## Assignment
Output the data below exactly.

Saved entries:

--

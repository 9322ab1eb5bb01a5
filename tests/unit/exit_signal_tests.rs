//! Unit tests for `exit()` normalization.

use cgi_shim::exit::{exit, ExitSignal, Interrupt};
use cgi_shim::AppError;
use serde_json::json;

#[test]
fn numeric_code_is_carried() {
    assert!(matches!(
        exit(Some(&json!(5))),
        Interrupt::Exit(ExitSignal { code: 5 })
    ));
}

#[test]
fn string_code_becomes_zero() {
    assert!(matches!(
        exit(Some(&json!("x"))),
        Interrupt::Exit(ExitSignal { code: 0 })
    ));
}

#[test]
fn missing_code_becomes_zero() {
    assert_eq!(ExitSignal::from_value(None), ExitSignal::default());
}

#[test]
fn boolean_code_becomes_zero() {
    assert_eq!(ExitSignal::from_value(Some(&json!(true))).code, 0);
}

#[test]
fn app_error_converts_to_fatal_interrupt() {
    let interrupt: Interrupt = AppError::Session("gone".into()).into();
    assert!(matches!(interrupt, Interrupt::Fatal(AppError::Session(_))));
}
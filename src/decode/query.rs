//! `QUERY_STRING` decoding for `$_GET`.

use super::{split_pair, ParamMap};
use crate::{AppError, Result};

/// Decode a query string into raw parameter values.
///
/// Values are stored exactly as they appear; no percent-decoding is applied.
/// An absent or empty query string yields an empty map.
///
/// # Errors
///
/// Returns `AppError::MalformedQueryString` for the first segment that does
/// not split into exactly one key and one value. No partial map is returned.
pub fn decode_query(raw: Option<&str>) -> Result<ParamMap> {
    let mut params = ParamMap::new();
    let Some(raw) = raw.filter(|qs| !qs.is_empty()) else {
        return Ok(params);
    };

    for segment in raw.split('&') {
        let (key, value) = split_pair(segment).ok_or_else(|| {
            AppError::MalformedQueryString(format!("invalid segment {segment:?}"))
        })?;
        params.insert(key.to_owned(), value.to_owned());
    }

    Ok(params)
}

--

## Response to the task
repository 9322ab1eb5bb01a5
filename tests/unit/exit_signal_tests.rs
//! Unit tests for `exit()` normalization.

use cgi_shim::exit::{exit, ExitSignal, Interrupt};
use cgi_shim::AppError;
use serde_json::json;

#[test]
fn numeric_code_is_carried() {
    assert!(matches!(
        exit(Some(&json!(5))),
        Interrupt::Exit(ExitSignal { code: 5 })
    ));
}

#[test]
fn string_code_becomes_zero() {
    assert!(matches!(
        exit(Some(&json!("x"))),
        Interrupt::Exit(ExitSignal { code: 0 })
    ));
}

#[test]
fn missing_code_becomes_zero() {
    assert_eq!(ExitSignal::from_value(None), ExitSignal::default());
}

#[test]
fn boolean_code_becomes_zero() {
    assert_eq!(ExitSignal::from_value(Some(&json!(true))).code, 0);
}

#[test]
fn app_error_converts_to_fatal_interrupt() {
    let interrupt: Interrupt = AppError::Session("gone".into()).into();
    assert!(matches!(interrupt, Interrupt::Fatal(AppError::Session(_))));
}
filename src/decode/query.rs
//! `QUERY_STRING` decoding for `$_GET`.

use super::{split_pair, ParamMap};
use crate::{AppError, Result};

/// Decode a query string into raw parameter values.
///
/// Values are stored exactly as they appear; no percent-decoding is applied.
/// An absent or empty query string yields an empty map.
///
/// # Errors
///
/// Returns `AppError::MalformedQueryString` for the first segment that does
/// not split into exactly one key and one value. No partial map is returned.
pub fn decode_query(raw: Option<&str>) -> Result<ParamMap> {
    let mut params = ParamMap::new();
    let Some(raw) = raw.filter(|qs| !qs.is_empty()) else {
        return Ok(params);
    };

    for segment in raw.split('&') {
        let (key, value) = split_pair(segment).ok_or_else(|| {
            AppError::MalformedQueryString(format!("invalid segment {segment:?}"))
        })?;
        params.insert(key.to_owned(), value.to_owned());
    }

    Ok(params)
}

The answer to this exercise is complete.